At least week’s International Economic Development Council (IEDC) Annual Conference in Oklahoma City, I had the honor of being asked to sit on a panel focused on Equity in Entrepreneurship-Led Economic Development. Based on the other panel members, we decided my focus would be rural.
Some of you may be unaware of what Entrepreneurship-Led Economic Development is. Traditional Economic Development focuses primarily on Business Retention & Expansion (BRE) leading traditional incentives to cater to larger businesses with tax incentives, redevelopment programs and more. By and large, those incentives are limited in the assistance they can provide to smaller entrepreneurs. Entrepreneurship-Led Economic Development is focused on building jobs and establishments in the community by focusing on establishments with 99 jobs or less.
When prepping for the presentation, I first had to decide how we were going to define Rural and use data to support our findings. I used the Department of Health Services map to define the rural and urban communities in Wisconsin. Even though they have one map, they have an entire webpage dedicated to their methodology for choosing what is rural and urban. To summarize, they use the Index of Relative Rurality which “accounts for size and density, extent of urbanized areas, and distance to the nearest metro.”
- This map divides Wisconsin into 26 urban counties and 46 rural ones – this means 65% of all counties in the state are designated as Rural
- There are 181,212 urban establishments (71.6%) and 71,738 rural establishments (28.4%)
- Of the 181,212 urban establishments, 37% are in just Milwaukee or Dane County (our most populous metros)
- Of all total establishments in the state of Wisconsin, 60,285 have less than 9 jobs
- 98% of all establishments in the state have 99 jobs or less
These numbers highlight why access is so important to consider for rural populations. It shows that 65% of all of our counties are rural yet they hold just 28.4% of all establishments. This means that establishments are spread out over a vast area of the state.
Challenge #1: Broadband Access
A typical attempt to reach people across the state is to simply shift virtual, but this continues to be an issue in the state of Wisconsin. According to the Governor’s Task Force on Broadband, 6.8% of the state’s population (~400,00 residents) do not have access to 25 MBPS internet. 21.8% of this group are located in rural locations (~90,000 residents). Only 17.7% of the population has access to 1 Gigabit service which is critical for high-tech entrepreneurs.

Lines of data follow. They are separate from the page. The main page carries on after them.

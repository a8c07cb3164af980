use std::time::SystemTime;

use diesel;
use diesel::connection::AnsiTransactionManager;
use diesel::dsl::sql;
use diesel::pg::Pg;
use diesel::prelude::*;
use diesel::query_dsl::RunQueryDsl;
use diesel::result::{DatabaseErrorKind, Error as DieselError};
use diesel::sql_types::Bool;
use diesel::Connection;
use failure::Error as FailureError;

use errors::Error;
use models::authorization::*;
use models::{BusinessId, CouponId, NewRedemption, RedeemRedemption, Redemption, RedemptionId, RedemptionStatus, ScanCode, UserId};
use repos::acl;
use repos::legacy_acl::CheckScope;
use repos::types::{RepoAcl, RepoResult};
use schema::redemptions::dsl as Redemptions;

/// Search redemptions
#[derive(Clone, Debug)]
pub enum RedemptionSearch {
    All,
    User(UserId),
    Business(BusinessId),
}

/// Redemptions repository, responsible for handling redemptions table.
/// Status transitions go through conditional updates so a record leaves
/// `pending` exactly once regardless of concurrent confirmations.
pub struct RedemptionsRepoImpl<'a, T: Connection<Backend = Pg, TransactionManager = AnsiTransactionManager> + 'static> {
    pub db_conn: &'a T,
    pub acl: Box<RepoAcl<Redemption>>,
}

pub trait RedemptionsRepo {
    /// Creates new pending redemption. A scan code collision surfaces as
    /// `Error::DuplicateCode` in the failure chain so the caller can retry
    /// with freshly generated codes.
    fn create(&self, payload: NewRedemption) -> RepoResult<Redemption>;

    /// Get redemption by scan code
    fn get_by_scan_code(&self, scan_code_arg: ScanCode) -> RepoResult<Option<Redemption>>;

    /// Search redemptions, newest first
    fn find_by(&self, search: RedemptionSearch) -> RepoResult<Vec<Redemption>>;

    /// Count redeemed records of a user for a coupon, optionally since a
    /// window start
    fn count_redeemed(&self, coupon_id_arg: CouponId, user_id_arg: UserId, since: Option<SystemTime>) -> RepoResult<i64>;

    /// Conditional pending -> redeemed transition; `None` when no pending,
    /// unexpired record matches the scan code
    fn mark_redeemed(&self, scan_code_arg: ScanCode, payload: RedeemRedemption) -> RepoResult<Option<Redemption>>;

    /// Conditional pending -> cancelled transition; `None` when no pending
    /// record has this id
    fn cancel(&self, id_arg: RedemptionId) -> RepoResult<Option<Redemption>>;

    /// Batch pending -> expired transition for records past their window,
    /// returns the number of affected rows
    fn expire_stale(&self, now: SystemTime) -> RepoResult<usize>;
}

impl<'a, T: Connection<Backend = Pg, TransactionManager = AnsiTransactionManager> + 'static> RedemptionsRepoImpl<'a, T> {
    pub fn new(db_conn: &'a T, acl: Box<RepoAcl<Redemption>>) -> Self {
        Self { db_conn, acl }
    }
}

impl<'a, T: Connection<Backend = Pg, TransactionManager = AnsiTransactionManager> + 'static> RedemptionsRepo
    for RedemptionsRepoImpl<'a, T>
{
    /// Creates new pending redemption
    fn create(&self, payload: NewRedemption) -> RepoResult<Redemption> {
        debug!("Create new redemption {:?}.", payload);

        let query = diesel::insert_into(Redemptions::redemptions).values(&payload);
        query
            .get_result::<Redemption>(self.db_conn)
            .map_err(|e| match e {
                DieselError::DatabaseError(DatabaseErrorKind::UniqueViolation, _) => {
                    FailureError::from(e).context(Error::DuplicateCode).into()
                }
                e => FailureError::from(e),
            }).and_then(|value| {
                acl::check(&*self.acl, Resource::Redemptions, Action::Create, self, Some(&value))?;

                Ok(value)
            }).map_err(|e: FailureError| e.context(format!("Creates new redemption: {:?} error occurred", payload)).into())
    }

    /// Get redemption by scan code
    fn get_by_scan_code(&self, scan_code_arg: ScanCode) -> RepoResult<Option<Redemption>> {
        debug!("Find in redemption with scan code {}.", scan_code_arg);
        let query = Redemptions::redemptions.filter(Redemptions::scan_code.eq(&scan_code_arg));
        query
            .get_result(self.db_conn)
            .optional()
            .map_err(From::from)
            .and_then(|value: Option<Redemption>| {
                if let Some(value) = value.as_ref() {
                    acl::check(&*self.acl, Resource::Redemptions, Action::Read, self, Some(value))?;
                };

                Ok(value)
            }).map_err(|e: FailureError| {
                e.context(format!("Find redemption by scan code: {} error occurred", scan_code_arg)).into()
            })
    }

    /// Search redemptions, newest first
    fn find_by(&self, search: RedemptionSearch) -> RepoResult<Vec<Redemption>> {
        debug!("Get redemptions by search: {:?}.", search);

        let search_exp: Box<BoxableExpression<Redemptions::redemptions, Pg, SqlType = Bool>> = match search {
            RedemptionSearch::All => Box::new(sql::<Bool>("TRUE")),
            RedemptionSearch::User(user_id) => Box::new(Redemptions::user_id.eq(user_id)),
            RedemptionSearch::Business(business_id) => Box::new(Redemptions::business_id.eq(business_id)),
        };

        let query = Redemptions::redemptions.filter(search_exp).order(Redemptions::created_at.desc());

        query
            .get_results(self.db_conn)
            .map_err(From::from)
            .and_then(|values: Vec<Redemption>| {
                for value in &values {
                    acl::check(&*self.acl, Resource::Redemptions, Action::Read, self, Some(&value))?;
                }

                Ok(values)
            }).map_err(|e: FailureError| e.context("Search redemptions failed.").into())
    }

    /// Count redeemed records of a user for a coupon
    fn count_redeemed(&self, coupon_id_arg: CouponId, user_id_arg: UserId, since: Option<SystemTime>) -> RepoResult<i64> {
        debug!(
            "Count redeemed records for coupon {} and user {} since {:?}.",
            coupon_id_arg, user_id_arg, since
        );

        acl::check(&*self.acl, Resource::Redemptions, Action::Read, self, None)?;

        let query = Redemptions::redemptions
            .filter(Redemptions::coupon_id.eq(&coupon_id_arg))
            .filter(Redemptions::user_id.eq(&user_id_arg))
            .filter(Redemptions::status.eq(RedemptionStatus::Redeemed));

        let counted = match since {
            Some(since) => query.filter(Redemptions::created_at.ge(since)).count().get_result(self.db_conn),
            None => query.count().get_result(self.db_conn),
        };

        counted.map_err(From::from).map_err(|e: FailureError| {
            e.context(format!(
                "Count redeemed records for coupon {} and user {} error occurred",
                coupon_id_arg, user_id_arg
            )).into()
        })
    }

    /// Conditional pending -> redeemed transition. The expiry predicate runs
    /// inside the store, never against a client clock.
    fn mark_redeemed(&self, scan_code_arg: ScanCode, payload: RedeemRedemption) -> RepoResult<Option<Redemption>> {
        debug!("Mark redemption with scan code {} redeemed.", scan_code_arg);

        let filtered = Redemptions::redemptions
            .filter(Redemptions::scan_code.eq(&scan_code_arg))
            .filter(Redemptions::status.eq(RedemptionStatus::Pending))
            .filter(Redemptions::expires_at.gt(payload.redeemed_at));

        diesel::update(filtered)
            .set(&payload)
            .get_result::<Redemption>(self.db_conn)
            .optional()
            .map_err(From::from)
            .and_then(|value: Option<Redemption>| {
                if let Some(value) = value.as_ref() {
                    acl::check(&*self.acl, Resource::Redemptions, Action::Update, self, Some(value))?;
                };

                Ok(value)
            }).map_err(|e: FailureError| {
                e.context(format!("Mark redemption redeemed by scan code: {} error occurred", scan_code_arg)).into()
            })
    }

    /// Conditional pending -> cancelled transition
    fn cancel(&self, id_arg: RedemptionId) -> RepoResult<Option<Redemption>> {
        debug!("Cancel redemption with id {}.", id_arg);

        let filtered = Redemptions::redemptions
            .filter(Redemptions::id.eq(&id_arg))
            .filter(Redemptions::status.eq(RedemptionStatus::Pending));

        diesel::update(filtered)
            .set(Redemptions::status.eq(RedemptionStatus::Cancelled))
            .get_result::<Redemption>(self.db_conn)
            .optional()
            .map_err(From::from)
            .and_then(|value: Option<Redemption>| {
                if let Some(value) = value.as_ref() {
                    acl::check(&*self.acl, Resource::Redemptions, Action::Update, self, Some(value))?;
                };

                Ok(value)
            }).map_err(|e: FailureError| e.context(format!("Cancel redemption: {} error occurred", id_arg)).into())
    }

    /// Batch pending -> expired transition for records past their window
    fn expire_stale(&self, now: SystemTime) -> RepoResult<usize> {
        debug!("Expire stale pending redemptions.");

        acl::check(&*self.acl, Resource::Redemptions, Action::Update, self, None)?;

        let filtered = Redemptions::redemptions
            .filter(Redemptions::status.eq(RedemptionStatus::Pending))
            .filter(Redemptions::expires_at.lt(now));

        diesel::update(filtered)
            .set(Redemptions::status.eq(RedemptionStatus::Expired))
            .execute(self.db_conn)
            .map_err(From::from)
            .map_err(|e: FailureError| e.context("Expire stale pending redemptions error occurred").into())
    }
}

impl<'a, T: Connection<Backend = Pg, TransactionManager = AnsiTransactionManager> + 'static> CheckScope<Scope, Redemption>
    for RedemptionsRepoImpl<'a, T>
{
    fn is_in_scope(&self, user_id: UserId, scope: &Scope, obj: Option<&Redemption>) -> bool {
        match *scope {
            Scope::All => true,
            Scope::Owned => {
                if let Some(redemption) = obj {
                    redemption.user_id == user_id
                } else {
                    false
                }
            }
        }
    }
}
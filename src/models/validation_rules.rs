use std::borrow::Cow;
use std::collections::HashMap;
use std::time::SystemTime;

use regex::Regex;
use validator::{ValidationError, ValidationErrors};

pub fn validate_phone(phone: &str) -> Result<(), ValidationError> {
    lazy_static! {
        static ref PHONE_VALIDATION_RE: Regex = Regex::new(r"^\+?\d{7}\d*$").unwrap();
    }

    if PHONE_VALIDATION_RE.is_match(phone) {
        Ok(())
    } else {
        Err(ValidationError {
            code: Cow::from("phone"),
            message: Some(Cow::from("Incorrect phone format")),
            params: HashMap::new(),
        })
    }
}

pub fn validate_non_negative(value: f64) -> Result<(), ValidationError> {
    if value >= 0f64 {
        Ok(())
    } else {
        Err(ValidationError {
            code: Cow::from("value"),
            message: Some(Cow::from("Value must be non negative.")),
            params: HashMap::new(),
        })
    }
}

pub fn validate_positive_quantity(quantity: i32) -> Result<(), ValidationError> {
    if quantity >= 1 {
        Ok(())
    } else {
        Err(ValidationError {
            code: Cow::from("quantity"),
            message: Some(Cow::from("Value must be at least one.")),
            params: HashMap::new(),
        })
    }
}

/// Coupon validity window invariant: `valid_from <= valid_until`.
pub fn validate_coupon_window(valid_from: SystemTime, valid_until: SystemTime) -> Result<(), ValidationErrors> {
    if valid_from <= valid_until {
        Ok(())
    } else {
        let mut errors = ValidationErrors::new();
        errors.add(
            "valid_until",
            ValidationError {
                code: Cow::from("window"),
                message: Some(Cow::from("valid_until must not precede valid_from")),
                params: HashMap::new(),
            },
        );
        Err(errors)
    }
}
use std::time::SystemTime;

use diesel;
use diesel::connection::AnsiTransactionManager;
use diesel::pg::Pg;
use diesel::prelude::*;
use diesel::query_dsl::RunQueryDsl;
use diesel::sql_types::Bool;
use diesel::Connection;
use failure::Error as FailureError;

use models::authorization::*;
use models::{BusinessId, Coupon, CouponId, NewCoupon, UpdateCoupon, UserId};
use repos::acl;
use repos::legacy_acl::CheckScope;
use repos::types::{RepoAcl, RepoResult};
use schema::coupons::dsl as Coupons;

/// Search coupons
#[derive(Clone, Debug)]
pub enum CouponSearch {
    Business(BusinessId),
    /// Active coupons whose validity window contains the given instant
    Live(SystemTime),
}

/// Coupons repository, responsible for handling coupons table
pub struct CouponsRepoImpl<'a, T: Connection<Backend = Pg, TransactionManager = AnsiTransactionManager> + 'static> {
    pub db_conn: &'a T,
    pub acl: Box<RepoAcl<Coupon>>,
}

pub trait CouponsRepo {
    /// Creates new coupon
    fn create(&self, payload: NewCoupon) -> RepoResult<Coupon>;

    /// Get coupon
    fn get(&self, id_arg: CouponId) -> RepoResult<Option<Coupon>>;

    /// Search coupons
    fn find_by(&self, search: CouponSearch) -> RepoResult<Vec<Coupon>>;

    /// Update coupon
    fn update(&self, id_arg: CouponId, payload: UpdateCoupon) -> RepoResult<Coupon>;

    /// Deactivate coupon
    fn deactivate(&self, id_arg: CouponId) -> RepoResult<Coupon>;

    /// Increment the global usage counter by one
    fn increment_uses(&self, id_arg: CouponId) -> RepoResult<Coupon>;
}

impl<'a, T: Connection<Backend = Pg, TransactionManager = AnsiTransactionManager> + 'static> CouponsRepoImpl<'a, T> {
    pub fn new(db_conn: &'a T, acl: Box<RepoAcl<Coupon>>) -> Self {
        Self { db_conn, acl }
    }
}

impl<'a, T: Connection<Backend = Pg, TransactionManager = AnsiTransactionManager> + 'static> CouponsRepo for CouponsRepoImpl<'a, T> {
    /// Creates new coupon
    fn create(&self, payload: NewCoupon) -> RepoResult<Coupon> {
        debug!("Create new coupon {:?}.", payload);

        let query = diesel::insert_into(Coupons::coupons).values(&payload);
        query
            .get_result::<Coupon>(self.db_conn)
            .map_err(From::from)
            .and_then(|value| {
                acl::check(&*self.acl, Resource::Coupons, Action::Create, self, Some(&value))?;

                Ok(value)
            }).map_err(|e: FailureError| e.context(format!("Creates new coupon: {:?} error occurred", payload)).into())
    }

    /// Get coupon
    fn get(&self, id_arg: CouponId) -> RepoResult<Option<Coupon>> {
        debug!("Find in coupon with id {}.", id_arg);
        let query = Coupons::coupons.filter(Coupons::id.eq(&id_arg));
        query
            .get_result(self.db_conn)
            .optional()
            .map_err(From::from)
            .and_then(|value: Option<Coupon>| {
                if let Some(value) = value.as_ref() {
                    acl::check(&*self.acl, Resource::Coupons, Action::Read, self, Some(value))?;
                };

                Ok(value)
            }).map_err(|e: FailureError| e.context(format!("Find coupon by id: {} error occurred", id_arg)).into())
    }

    /// Search coupons
    fn find_by(&self, search: CouponSearch) -> RepoResult<Vec<Coupon>> {
        debug!("Get coupons by search: {:?}.", search);

        let search_exp: Box<BoxableExpression<Coupons::coupons, Pg, SqlType = Bool>> = match search {
            CouponSearch::Business(business_id) => Box::new(Coupons::business_id.eq(business_id)),
            CouponSearch::Live(now) => Box::new(
                Coupons::is_active
                    .eq(true)
                    .and(Coupons::valid_from.le(now))
                    .and(Coupons::valid_until.ge(now)),
            ),
        };

        let query = Coupons::coupons.filter(search_exp).order(Coupons::id);

        query
            .get_results(self.db_conn)
            .map_err(From::from)
            .and_then(|values: Vec<Coupon>| {
                for value in &values {
                    acl::check(&*self.acl, Resource::Coupons, Action::Read, self, Some(&value))?;
                }

                Ok(values)
            }).map_err(|e: FailureError| e.context("Search coupons failed.").into())
    }

    /// Update coupon
    fn update(&self, id_arg: CouponId, payload: UpdateCoupon) -> RepoResult<Coupon> {
        debug!("Updating coupon with id {} and payload {:?}.", id_arg, payload);
        let query = Coupons::coupons.find(&id_arg);

        query
            .get_result(self.db_conn)
            .map_err(From::from)
            .and_then(|value| acl::check(&*self.acl, Resource::Coupons, Action::Update, self, Some(&value)))
            .and_then(|_| {
                let filtered = Coupons::coupons.filter(Coupons::id.eq(&id_arg));
                let query = diesel::update(filtered).set(&payload);

                query.get_result::<Coupon>(self.db_conn).map_err(From::from)
            }).map_err(|e: FailureError| {
                e.context(format!(
                    "Updates specific coupon: id: {}, payload: {:?}, error occurred",
                    id_arg, payload
                )).into()
            })
    }

    /// Deactivate coupon
    fn deactivate(&self, id_arg: CouponId) -> RepoResult<Coupon> {
        debug!("Deactivate coupon with id {:?}.", id_arg);

        acl::check(&*self.acl, Resource::Coupons, Action::Delete, self, None)?;

        let filtered = Coupons::coupons.filter(Coupons::id.eq(&id_arg));
        let query = diesel::update(filtered).set(Coupons::is_active.eq(false));

        query
            .get_result::<Coupon>(self.db_conn)
            .map_err(From::from)
            .map_err(|e: FailureError| e.context(format!("Deactivate coupon: {:?} error occurred", id_arg)).into())
    }

    /// Increment the global usage counter by one. The increment happens in a
    /// single conditional UPDATE so concurrent confirmations never lose
    /// counts.
    fn increment_uses(&self, id_arg: CouponId) -> RepoResult<Coupon> {
        debug!("Increment usage counter of coupon {}.", id_arg);

        acl::check(&*self.acl, Resource::Coupons, Action::Update, self, None)?;

        let filtered = Coupons::coupons.filter(Coupons::id.eq(&id_arg));
        let query = diesel::update(filtered).set(Coupons::current_uses.eq(Coupons::current_uses + 1));

        query
            .get_result::<Coupon>(self.db_conn)
            .map_err(From::from)
            .map_err(|e: FailureError| e.context(format!("Increment usage counter of coupon: {} error occurred", id_arg)).into())
    }
}

impl<'a, T: Connection<Backend = Pg, TransactionManager = AnsiTransactionManager> + 'static> CheckScope<Scope, Coupon>
    for CouponsRepoImpl<'a, T>
{
    fn is_in_scope(&self, _user_id: UserId, scope: &Scope, _obj: Option<&Coupon>) -> bool {
        match *scope {
            Scope::All => true,
            Scope::Owned => false,
        }
    }
}
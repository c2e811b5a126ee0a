//! Access to the process environment.
//!
//! Repository lookup reads a Maven home variable and the user's home
//! directory. Routing both through [`Environment`] lets tests supply a fixed
//! environment instead of mutating process-wide state.

use std::path::PathBuf;

/// Source of environment variables and the user's home directory.
#[cfg_attr(test, mockall::automock)]
pub trait Environment {
    /// Returns the value of the variable `name`.
    ///
    /// Unset, empty, and non-Unicode values are all reported as `None`.
    fn var(&self, name: &str) -> Option<String>;

    /// Returns the current user's home directory, if one can be determined.
    fn home_dir(&self) -> Option<PathBuf>;
}

/// The real process environment.
///
/// The home directory comes from [`directories_next::BaseDirs`], which
/// consults `HOME` on Unix and the user profile folder on Windows.
///
/// # Examples
///
/// ```
/// use bundle_extractor::env::{Environment, SystemEnvironment};
///
/// let env = SystemEnvironment;
/// let _maven_home = env.var("MAVEN_HOME");
/// ```
#[derive(Debug, Clone, Copy, Default)]
pub struct SystemEnvironment;

impl Environment for SystemEnvironment {
    fn var(&self, name: &str) -> Option<String> {
        std::env::var(name).ok().filter(|value| !value.is_empty())
    }

    fn home_dir(&self) -> Option<PathBuf> {
        directories_next::BaseDirs::new().map(|dirs| dirs.home_dir().to_path_buf())
    }
}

Challenge #2: Cooperation and collaboration
One thing that I always like to consider is collaboration to improve access and equity. Since there are businesses spread out throughout the rural area, how can towns/municipalities/counties/regions work together to streamline the process for entrepreneurs to access services? That brought me to explore a few additional statistics:
- There are 72 counties in Wisconsin
- There are almost 600 municipalities in Wisconsin
- There are 1265 towns in Wisconsin
- There are 56 cities and villages that fall into multiple counties; some fall in as many as four counties (!)
As you can imagine, territory is a very common discussion in Wisconsin due to these complicating statistics.
Solution: So, what can we do?
What can we do to improve equity in access for rural entrepreneurs through Entrepreneurship-Led Economic Development? Here are my three suggestions:
- Understand the ecosystem: Because there are so many small territories in the state, we should be careful to diligently document and understand the entrepreneurial support ecosystem to help us understand where the holes are, what already exists, and how we can improve cooperation and partnerships. We all want to work smarter, not harder!
- Meet the entrepreneur where they are at: Exploring different forms of content delivery, event locations and communication methods can help you more successfully reach the rural entrepreneurs in the state. They often don’t know what they don’t know, so making it easy to find resources to assist them and not being afraid to be an active participant in the entrepreneur network can lead to a better understanding of the entrepreneurship ecosystem in the state.
- Understand why they may not trust you at first: As with any public assistance, there may be an inherent mistrust you encounter when it comes to your services. If you are tax payer or government-funded, that could be a barrier you’ll need to breakdown. One of the ways to do this is word of mouth marketing – have the entrepreneurs you’ve helped become your megaphones in the community. Gather success stories and quotes from trusted, credible community members who have used your services.
In conclusion, an Entrepreneurship-Led Economic Development strategy should be an integral part of discussing equity as it relates to rural entrepreneurship. We have to understand the challenges entrepreneurs in rural communities face and how to address them.